From the entries below, copy every line where the string "ToString" appears.

[Opening Data section section]

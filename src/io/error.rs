//! Error taxonomy for configuration, placement invariants and checkpoint export

use crate::spatial::Coordinate;
use std::fmt;
use std::path::PathBuf;

/// Broad class of an [`AlgorithmError`], deciding whether a run must abort
#[derive(Debug, Clone, Copy, PartialEq, Eq)]
pub enum ErrorKind {
    /// Rejected before the placement loop starts
    Configuration,
    /// A logic defect detected during placement
    Invariant,
    /// Writing a checkpoint image failed
    Export,
}

/// Main error type for all algorithm operations
#[derive(Debug)]
pub enum AlgorithmError {
    /// Configuration value failed to parse or validate
    InvalidParameter {
        /// Name of the invalid parameter
        parameter: &'static str,
        /// Provided value that failed validation
        value: String,
        /// Explanation of why the value is invalid
        reason: String,
    },

    /// The colour cube cannot exactly fill the grid
    DimensionMismatch {
        /// Quantization levels per channel
        depth: usize,
        /// Grid width in cells
        width: usize,
        /// Grid height in cells
        height: usize,
    },

    /// Distance function name is not registered
    UnknownDistance {
        /// Name as supplied by the configuration
        name: String,
    },

    /// Override key does not name a known setting
    UnknownSetting {
        /// Key as supplied on the command line
        key: String,
    },

    /// Settings file could not be read
    ConfigRead {
        /// Path to the settings file
        path: PathBuf,
        /// Underlying I/O error
        source: std::io::Error,
    },

    /// Settings file is not valid YAML for the settings schema
    ConfigParse {
        /// Path to the settings file, if the text came from disk
        path: Option<PathBuf>,
        /// Underlying parse error
        source: serde_yaml::Error,
    },

    /// A second colour was committed to a filled cell
    CellOccupied {
        /// Target of the rejected write
        coordinate: Coordinate,
        /// Placement index, when known
        index: Option<usize>,
    },

    /// No candidate cell remained while colours were still queued
    FrontierExhausted {
        /// Placement index that found no candidate
        index: usize,
    },

    /// Frontier still held cells after the last colour was placed
    FrontierNotEmpty {
        /// Number of frontier cells left over
        remaining: usize,
    },

    /// Completion was requested while colours were still queued
    SequenceNotExhausted {
        /// Number of colours not yet placed
        remaining: usize,
    },

    /// Failed to encode or save a checkpoint image
    ImageExport {
        /// Path where export was attempted
        path: PathBuf,
        /// Underlying image export error
        source: image::ImageError,
    },

    /// General file system operation failure
    FileSystem {
        /// Path involved in the operation
        path: PathBuf,
        /// Description of the operation that failed
        operation: &'static str,
        /// Underlying I/O error
        source: std::io::Error,
    },

    /// The background export worker stopped unexpectedly
    ExportWorker {
        /// Description of the failure
        reason: String,
    },
}

impl AlgorithmError {
    /// Classify this error
    pub const fn kind(&self) -> ErrorKind {
        match self {
            Self::InvalidParameter { .. }
            | Self::DimensionMismatch { .. }
            | Self::UnknownDistance { .. }
            | Self::UnknownSetting { .. }
            | Self::ConfigRead { .. }
            | Self::ConfigParse { .. } => ErrorKind::Configuration,
            Self::CellOccupied { .. }
            | Self::FrontierExhausted { .. }
            | Self::FrontierNotEmpty { .. }
            | Self::SequenceNotExhausted { .. } => ErrorKind::Invariant,
            Self::ImageExport { .. } | Self::FileSystem { .. } | Self::ExportWorker { .. } => {
                ErrorKind::Export
            }
        }
    }

    /// Whether the run has to abort on this error
    pub const fn is_fatal(&self) -> bool {
        !matches!(self.kind(), ErrorKind::Export)
    }
}

impl fmt::Display for AlgorithmError {
    fn fmt(&self, f: &mut fmt::Formatter<'_>) -> fmt::Result {
        match self {
            Self::InvalidParameter {
                parameter,
                value,
                reason,
            } => {
                write!(f, "Invalid parameter '{parameter}' = '{value}': {reason}")
            }
            Self::DimensionMismatch {
                depth,
                width,
                height,
            } => {
                write!(
                    f,
                    "Colour depth {depth} yields {depth}^3 colours but the grid is {width}x{height}"
                )
            }
            Self::UnknownDistance { name } => {
                write!(f, "Unknown colour distance '{name}'")
            }
            Self::UnknownSetting { key } => {
                write!(f, "Unknown setting '{key}'")
            }
            Self::ConfigRead { path, source } => {
                write!(
                    f,
                    "Failed to read settings file '{}': {source}",
                    path.display()
                )
            }
            Self::ConfigParse { path, source } => match path {
                Some(path) => write!(
                    f,
                    "Failed to parse settings file '{}': {source}",
                    path.display()
                ),
                None => write!(f, "Failed to parse settings: {source}"),
            },
            Self::CellOccupied { coordinate, index } => match index {
                Some(index) => write!(
                    f,
                    "Placement {index} targets already filled cell {coordinate}"
                ),
                None => write!(f, "Cell {coordinate} is already filled"),
            },
            Self::FrontierExhausted { index } => {
                write!(f, "Frontier exhausted before placement {index}")
            }
            Self::FrontierNotEmpty { remaining } => {
                write!(
                    f,
                    "Frontier still holds {remaining} cells after the last placement"
                )
            }
            Self::SequenceNotExhausted { remaining } => {
                write!(f, "{remaining} colours were never placed")
            }
            Self::ImageExport { path, source } => {
                write!(
                    f,
                    "Failed to export image to '{}': {source}",
                    path.display()
                )
            }
            Self::FileSystem {
                path,
                operation,
                source,
            } => {
                write!(
                    f,
                    "File system error during {operation} on '{}': {source}",
                    path.display()
                )
            }
            Self::ExportWorker { reason } => {
                write!(f, "Checkpoint export worker failed: {reason}")
            }
        }
    }
}

impl std::error::Error for AlgorithmError {
    fn source(&self) -> Option<&(dyn std::error::Error + 'static)> {
        match self {
            Self::ImageExport { source, .. } => Some(source),
            Self::ConfigRead { source, .. } | Self::FileSystem { source, .. } => Some(source),
            Self::ConfigParse { source, .. } => Some(source),
            _ => None,
        }
    }
}

/// Convenience type alias for algorithm results
pub type Result<T> = std::result::Result<T, AlgorithmError>;

/// Attaches the current placement index to errors raised below the engine
pub trait WithPlacement<T> {
    /// Record `index` on errors that carry a placement index
    ///
    /// # Errors
    ///
    /// Propagates the original error with the index applied
    fn at_placement(self, index: usize) -> Result<T>;
}

impl<T> WithPlacement<T> for Result<T> {
    fn at_placement(self, index: usize) -> Self {
        self.map_err(|mut error| {
            if let AlgorithmError::CellOccupied { index: slot, .. } = &mut error {
                *slot = Some(index);
            }
            error
        })
    }
}

/// Create an invalid parameter error
pub fn invalid_parameter(
    parameter: &'static str,
    value: &impl ToString,
    reason: &impl ToString,
) -> AlgorithmError {
    AlgorithmError::InvalidParameter {
        parameter,
        value: value.to_string(),
        reason: reason.to_string(),
    }
}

[Closing Data section section]

__Answer__.
    value: &impl ToString,
    reason: &impl ToString,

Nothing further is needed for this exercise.